> **Exercise**
Your answer should be a single number: how many lines of the material below contain "past".

━━━━━ Provided records

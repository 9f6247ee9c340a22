use std::io::Write;

use log::debug;

use super::{read_ticks, Timer};

/// Running average of how far past a tick deadline a busy-wait lands.
///
/// A sample more than twice a nonzero current average is counted as an
/// outlier (preemption, migration, interrupt) and kept out of the average.
#[derive(Copy, Clone, Debug, Default, PartialEq, Eq)]
pub struct OverrunAverage {
    total: u64,
    counted: u64,
    discarded: u64,
}

impl OverrunAverage {
    pub fn new() -> Self {
        Self::default()
    }

    pub fn record(&mut self, overrun: u64) {
        // overrun > 2 * total / counted, without truncating the average.
        let outlier = self.total > 0
            && overrun as u128 * self.counted as u128 > 2 * self.total as u128;

        if outlier {
            self.discarded += 1;
        } else {
            self.total += overrun;
            self.counted += 1;
        }
    }

    /// Zero until the first sample is recorded.
    pub fn average(&self) -> u64 {
        if self.counted == 0 {
            0
        } else {
            self.total / self.counted
        }
    }

    pub fn counted(&self) -> u64 {
        self.counted
    }

    pub fn discarded(&self) -> u64 {
        self.discarded
    }
}

/// Spin `wait_ticks` past each start, `loops` times, and average how late the
/// stop reading lands. The timer is left stopped on the last loop.
pub fn busy_wait_overruns<W: Write>(timer: &mut Timer<W>, wait_ticks: u64, loops: u64) -> OverrunAverage {
    let mut overruns = OverrunAverage::new();

    for _ in 0..loops {
        let deadline = timer.start("BUSY-WAIT-START").start_ticks().saturating_add(wait_ticks);

        while read_ticks() < deadline {}

        timer.stop("BUSY-WAIT-STOP");
        overruns.record(timer.stop_ticks().saturating_sub(deadline));
    }

    debug!(
        "{}: overrun average {} ticks over {} loops ({} discarded)",
        timer.name(), overruns.average(), overruns.counted(), overruns.discarded()
    );

    overruns
}
//! Sub-microsecond timing of hot code paths.
//!
//! A [`Timer`] pairs a hardware cycle-counter read with a monotonic
//! wall-clock read at start and at stop, then reports both deltas to a text
//! sink. Misuse never panics: out-of-order calls are ignored and leave an
//! `ERROR` line in the sink instead.

mod timer;

pub use timer::*;
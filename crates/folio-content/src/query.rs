//! Content query service.

use crate::node::ContentNode;

/// Result of the page-creation content query.
#[derive(Debug, Clone, Default, PartialEq, Eq)]
pub struct ContentQueryResult {
    /// All Markdown/MDX nodes, in ingestion order.
    pub mdx: Vec<ContentNode>,
    /// All notebook nodes, in ingestion order.
    pub notebooks: Vec<ContentNode>,
}

/// Error reported by the content query service.
///
/// Carries every message the query produced.
#[derive(Debug, Clone, PartialEq, Eq, thiserror::Error)]
#[error("content query failed: {}", .errors.join("; "))]
pub struct QueryError {
    /// Error messages.
    pub errors: Vec<String>,
}

impl QueryError {
    /// Create a query error with a single message.
    #[must_use]
    pub fn new(message: impl Into<String>) -> Self {
        Self {
            errors: vec![message.into()],
        }
    }
}

/// Executes the content query against the ingested content graph.
pub trait ContentQuery {
    /// Return all MDX and notebook nodes with their derived fields.
    ///
    /// # Errors
    ///
    /// Returns [`QueryError`] if the content graph cannot be queried.
    fn query_content(&self) -> Result<ContentQueryResult, QueryError>;
}
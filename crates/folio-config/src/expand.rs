//! Environment variable expansion for configuration strings.

use crate::ConfigError;

/// Expand `${VAR}` and `${VAR:-default}` references in a configuration value.
///
/// `field` names the configuration key and is only used for error reporting.
pub(crate) fn expand_env(value: &str, field: &str) -> Result<String, ConfigError> {
    shellexpand::env(value)
        .map(std::borrow::Cow::into_owned)
        .map_err(|e| ConfigError::EnvVar {
            field: field.to_owned(),
            message: format!("${{{}}} not set", e.var_name),
        })
}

━━━━━━━━━━

> **Your response**
2